L’essere e il pensare secondo due “scuole metafisiche”

di Marco Cavaioni

Sono davvero grato al Prof. Grillo e al Prof. Garau per la disponibilità al dialogo e per le importanti osservazioni proposte nei loro precedenti interventi che, in qualche modo, mi riguardano e che, soprattutto, considero preziose per un autentico confronto nel merito delle questioni che, pur da prospettive differenti, ci accomunano.

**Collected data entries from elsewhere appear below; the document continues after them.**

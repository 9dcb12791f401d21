//! Native backup commands.

use super::CliContext;
use crate::backup::{BackupExporter, BackupOutcome, maybe_auto_backup};
use crate::native_backup::NativeBackupManager;
use anyhow::Result;
use clap::{Args, Subcommand};

/// Arguments for the native-backup command.
#[derive(Args, Debug)]
pub struct NativeBackupArgs {
    #[command(subcommand)]
    pub command: NativeBackupCommand,
}

#[derive(Subcommand, Debug)]
pub enum NativeBackupCommand {
    /// Register a destination (replaces one with the same name)
    Add {
        /// Destination name
        name: String,
        /// Filesystem path or remote URL
        target: String,
    },
    /// Unregister a destination
    Remove {
        /// Destination name
        name: String,
    },
    /// Push the store to a destination
    Sync {
        /// Destination name
        name: String,
    },
    /// Show destinations and the last sync
    Status,
}

/// Run the native-backup command.
pub async fn run_native_backup(args: &NativeBackupArgs, ctx: &CliContext) -> Result<()> {
    let manager = NativeBackupManager::new(ctx.paths.native_backup_state());

    if let NativeBackupCommand::Status = &args.command {
        // Status works from the local record when no store can be opened.
        let engine = ctx.open_migrated_engine().await.ok();
        let status = manager.status(engine.as_deref()).await;
        if let Some(engine) = engine {
            engine.close().await?;
        }
        let status = status?;
        return ctx.emit(&status, || {
            if status.state.destinations.is_empty() {
                println!("No native backup destinations.");
            }
            for dest in &status.state.destinations {
                println!("{:<16}{}", dest.name, dest.url);
            }
            if let Some(sync) = &status.state.last_sync {
                let result = match &sync.error {
                    None => "ok".to_string(),
                    Some(err) => format!("failed: {}", err),
                };
                println!();
                println!(
                    "Last sync: {} at {} ({} ms, {})",
                    sync.name,
                    sync.synced_at.to_rfc3339(),
                    sync.duration_ms,
                    result
                );
            }
        });
    }

    let engine = ctx.open_migrated_engine().await?;
    let result = match &args.command {
        NativeBackupCommand::Add { name, target } => manager
            .add_destination(engine.as_ref(), name, target)
            .await
            .map(|dest| {
                ctx.emit(&dest, || println!("Added '{}' -> {}", dest.name, dest.url))
            }),
        NativeBackupCommand::Remove { name } => manager
            .remove_destination(engine.as_ref(), name)
            .await
            .map(|()| {
                ctx.emit(&serde_json::json!({ "removed": name }), || {
                    println!("Removed '{}'", name)
                })
            }),
        NativeBackupCommand::Sync { name } => {
            manager.sync(engine.as_ref(), name).await.map(|record| {
                ctx.emit(&record, || {
                    println!("Synced '{}' in {} ms", record.name, record.duration_ms)
                })
            })
        }
        NativeBackupCommand::Status => Ok(Ok(())),
    };

    let changed = matches!(
        args.command,
        NativeBackupCommand::Add { .. } | NativeBackupCommand::Remove { .. }
    );
    if changed && matches!(result, Ok(Ok(()))) {
        let exporter = BackupExporter::from_config(&ctx.paths, &ctx.config);
        if let BackupOutcome::Failed(warning) =
            maybe_auto_backup(Some(engine.as_ref()), &exporter).await
        {
            if !ctx.json {
                eprintln!("Warning: {}", warning);
            }
        }
    }

    engine.close().await?;
    result?
}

Dialogare non significa, come si sa, giustapporre diversi monologhi ma non significa nemmeno doversi trovare d’accordo tra discutenti. L’accordo vero si dovrà trovare, mediante il dialogo, con la verità stessa, per quanto possibile.

Cercherò, nella presente replica, di essere breve, dal momento che in questa sede ci dobbiamo, credo, limitare ad indicare linee portanti, delineando le questioni nei loro contorni fondamentali (eventualmente entrando, poi, un po’ più nel dettaglio delle tematiche).

Premetto che, per quanto mi ritrovi pienamente, anche per ragioni biografiche, nella Scuola padovana di Metafisica classica (le cui punte di diamante speculative sono effettivamente da individuarsi in Bacchin e Stella, come riconosce lo stesso Garau), non ho certo la pretesa di restituirne la “autentica interpretazione”. Nondimeno, cercherò di dire qualcosa a riguardo, per come ho potuto recepirne le istanze, facendole mie.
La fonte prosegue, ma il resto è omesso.